STS specimens for this study will be obtained from the Canadian Sarcoma Group (CSG) Soft Tissue Sarcoma Tumour Bank that is a resource of tumour tissue and clinical correlative data situated at Mount Sinai Hospital, Toronto, Canada. The CSG tumour bank has been actively collecting tissue and pertinent patient information prospectively since 1993. As of December 1998, this bank had collected 701 tumour samples from 609 patients with STS, and is continuing to collect 110 STS cases per year. The CSG bank includes separate computer databases for clinical/pathologic and laboratory information, and stores frozen tumour and normal tissues, blood, as well as histological slides, paraffin embedded tissue and pathology reports from the collaborating centres. Most sarcomas in the tumour bank are large which generally allows for abundant frozen tumour tissue.

We plan to take advantage of the developing technology of cDNA microarrays that allows differential gene expression to be quantitated for thousands of genes simultaneously between multiple samples.

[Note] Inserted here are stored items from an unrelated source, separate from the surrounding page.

use std::time::Duration;

use mongodb::{Client, Database, bson::doc, options::ClientOptions};
use tokio::time::sleep;
use tracing::{debug, warn};

use super::error::{MongoDaoError, MongoResult};

const PING_ATTEMPTS: u32 = 10;
const FIRST_RETRY: Duration = Duration::from_millis(250);
const LONGEST_RETRY: Duration = Duration::from_secs(5);

/// Wait before the ping following failed attempt `attempt` (1-based).
fn retry_delay(attempt: u32) -> Duration {
    let factor = 1u32 << attempt.saturating_sub(1).min(16);
    FIRST_RETRY.saturating_mul(factor).min(LONGEST_RETRY)
}

/// Build a client for `database_name` and hold until the server answers a ping.
pub async fn establish_connection(
    options: &ClientOptions,
    database_name: &str,
) -> MongoResult<(Client, Database)> {
    let client = Client::with_options(options.clone())
        .map_err(|source| MongoDaoError::ClientConstruction { source })?;
    let database = client.database(database_name);

    let mut attempt = 1;
    loop {
        match database.run_command(doc! { "ping": 1 }).await {
            Ok(_) => {
                debug!(database = database_name, attempt, "MongoDB answered ping");
                return Ok((client, database));
            }
            Err(source) if attempt >= PING_ATTEMPTS => {
                return Err(MongoDaoError::InitialPing {
                    attempts: attempt,
                    source,
                });
            }
            Err(err) => {
                let delay = retry_delay(attempt);
                warn!(
                    database = database_name,
                    attempt,
                    wait_ms = delay.as_millis(),
                    error = %err,
                    "MongoDB not reachable yet; retrying"
                );
                sleep(delay).await;
                attempt += 1;
            }
        }
    }
}

#[cfg(test)]
mod tests {
    use super::*;

    #[test]
    fn retry_delay_doubles_up_to_the_cap() {
        let delays: Vec<u128> = (1..=7).map(|attempt| retry_delay(attempt).as_millis()).collect();
        assert_eq!(delays, vec![250, 500, 1_000, 2_000, 4_000, 5_000, 5_000]);
        assert_eq!(retry_delay(u32::MAX), LONGEST_RETRY);
    }
}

A gene array facility, which is situated at the Ontario Cancer Institute, Toronto, is capable of producing high quality chips with up to 20,000 ESTs with an XYZ robot and generates data with a very fast and sensitive reader at low cost to collaborating members of the facility. Even without knowing the identity of the majority of the ESTs examined, patterns of expression can be identified that are characteristic of the behavioural aspects of a tumour and may be prognostically important. As well, studying these gene cohorts will help identify molecular pathways as well as novel genes important in tumourgenesis.